Either take my eyes out
or remove the curtain from yourself.
However, in this poem, contrary to most of his later night poems, night has a real entity and is not picked up merely as a metaphor. In the last decade of his life, Nimâ returns to this type of nature poetry which is very different from his political symbolism.
Nimâ wrote his first night poems in the last four years of Rezâ Shâh, when the group called The Fifty-Three were in prison and their leader Taqi Erâni perished in 1940. In that suppressive atmosphere it was natural for Nimâ to become obsessed with the night/dawn motif and to use it as a vehicle for conveying his political messages. From 1937 until Rezâ Shâh's abdication in 1941, Nimâ wrote about thirty poems long and short which show his political symbolism and obsession with the night motif. The poem “Phoenix” has already been discussed. In the poem “The Bird of Sorrow” (Morgh-e gham), dated 1938, the poet imagines a bird sitting on “the wall of this ruin” and shakes its head incessantly because it is heavy with sorrow. Its chicks are burnt and although it has learned to laugh, its essence has melted with sorrow. Nimâ identifies himself with the bird:
This body of sorrow sighs out of sorrow every moment.

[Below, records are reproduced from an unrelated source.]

//! Application state shared across all handlers

use std::sync::Arc;
use std::time::Duration;

use anyhow::Context;
use kvconf_core::{ConfigRepository, GroupRepository, IdempotencyLedger, OpContext};
use kvconf_store::{ConsulKvBackend, KvBackend, MemoryKvBackend};
use metrics_exporter_prometheus::PrometheusHandle;
use tracing::info;

use super::config::Configuration;
use super::constants::{BACKEND_CONSUL, BACKEND_MEMORY, DEFAULT_REQUEST_TIMEOUT_MS};

#[derive(Clone)]
pub struct AppState {
    pub backend: Arc<dyn KvBackend>,
    pub configs: ConfigRepository,
    pub groups: GroupRepository,
    pub ledger: IdempotencyLedger,
    /// Deadline applied to every request's backend calls
    pub request_timeout: Duration,
    /// Renders `/metrics`; absent when no recorder was installed
    pub metrics_handle: Option<PrometheusHandle>,
}

impl std::fmt::Debug for AppState {
    fn fmt(&self, f: &mut std::fmt::Formatter<'_>) -> std::fmt::Result {
        f.debug_struct("AppState")
            .field("backend", &self.backend.name())
            .field("request_timeout", &self.request_timeout)
            .field("metrics_handle", &self.metrics_handle.is_some())
            .finish()
    }
}

impl AppState {
    /// Wire repositories and the ledger over a single shared backend
    pub fn from_backend(backend: Arc<dyn KvBackend>) -> Self {
        let configs = ConfigRepository::new(backend.clone());
        Self {
            groups: GroupRepository::new(backend.clone(), configs.clone()),
            ledger: IdempotencyLedger::new(backend.clone()),
            configs,
            backend,
            request_timeout: Duration::from_millis(DEFAULT_REQUEST_TIMEOUT_MS),
            metrics_handle: None,
        }
    }

    pub fn from_configuration(configuration: &Configuration) -> anyhow::Result<Self> {
        let backend: Arc<dyn KvBackend> = match configuration.backend_type().as_str() {
            BACKEND_MEMORY => Arc::new(MemoryKvBackend::new()),
            BACKEND_CONSUL => {
                let consul_config = configuration.consul_config();
                info!(address = %consul_config.address, "Using Consul KV backend");
                Arc::new(
                    ConsulKvBackend::new(consul_config)
                        .context("Failed to create Consul KV backend")?,
                )
            }
            other => anyhow::bail!(
                "Unsupported backend type '{}', expected '{}' or '{}'",
                other,
                BACKEND_MEMORY,
                BACKEND_CONSUL
            ),
        };

        let configs = ConfigRepository::new(backend.clone());
        Ok(Self {
            groups: GroupRepository::new(backend.clone(), configs.clone())
                .with_cas_max_retries(configuration.cas_max_retries()),
            ledger: IdempotencyLedger::new(backend.clone())
                .with_ttl(configuration.ledger_ttl())
                .with_fail_open(configuration.ledger_fail_open()),
            configs,
            backend,
            request_timeout: configuration.request_timeout(),
            metrics_handle: None,
        })
    }

    pub fn with_request_timeout(mut self, timeout: Duration) -> Self {
        self.request_timeout = timeout;
        self
    }

    pub fn with_metrics_handle(mut self, handle: PrometheusHandle) -> Self {
        self.metrics_handle = Some(handle);
        self
    }

    pub fn with_ledger(mut self, ledger: IdempotencyLedger) -> Self {
        self.ledger = ledger;
        self
    }

    /// A fresh per-request deadline
    pub fn op_context(&self) -> OpContext {
        OpContext::with_timeout(self.request_timeout)
    }
}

She gazes into the darkness of my gaze.
She seeks me in this darkness.
Here comes the night/dawn motif, and the poet and the bird both fight against the darkness looking for the morning. The poem ends with these lines which have become almost proverbial for modern poets in Iran:
. . .
I wash out
The darkness of the night
That sits on our hearts.
Waiting for the dawn, we chat with each other
With a golden dust we spin a cocoon ‘round our bodies
Me with my hand, she with her cries, we make an effort.
In his next poem, dated 1939, “She smiles” (Mi khandad), in contrast to the previous poem, a joyful situation is created. The poet depicts the sun as a bird with golden wings:
At dawn, when this golden bird
Has hidden her gilded feathers,
She is smithing gold in her treasury
Hidden from the eyes of the people
It is easy to identify this sun with that of mythical Mithra, who, riding on his chariot, comes to the world with the sunrise. However, it could also be interpreted as a third person sitting on a boat, who, like the sun's reflection on the water, is coming towards the poet and his beloved:
[She, he, it] comes like a bird
Moves gracefully near us
She comes, with her hair dangling,
With redness in her moon-like face
She comes with a blooming smile on her lips
She resembles spring at the end of winter.
At the end of the poem, it is the poet's beloved who welcomes the happy image, "My beloved smiles at [her] from afar."
In February 1940, Nimâ composed a poem called “Woe and Wellaway” (Vây bar man!), undoubtedly inspired by the death of Taqi Erâni, which happened in the same month. It is a powerful poem in which the motif of night ceases to be a cliché and through which the reader can feel the footsteps of Rezâ Shâh's secret police raiding people's homes, the execution field, a “star” which has been released from the earth's impurity, and the poet who does not know where to hang his “tattered robe”:
My field lie dry, and all my schemes
have come to nothing
The enemy has found my hideout
with his cunning eyes
Woe and wellaway! he's preparing for my breast
an array of arms
Envenomed with hate
Then on bloody paths he'll collect skulls
Covered with the dust of ancient graves
He'll place them behind my wall
Then to trouble the bereaved at heart
He'll squat among the skulls
And he shall recite the lament for the dead
Woe and wellaway!
In so dark a night
Who might unknowingly
Step on these rattling skulls?
Who might pierce through
The silence of this deadly night
In which every moment an outcast spins a new spell?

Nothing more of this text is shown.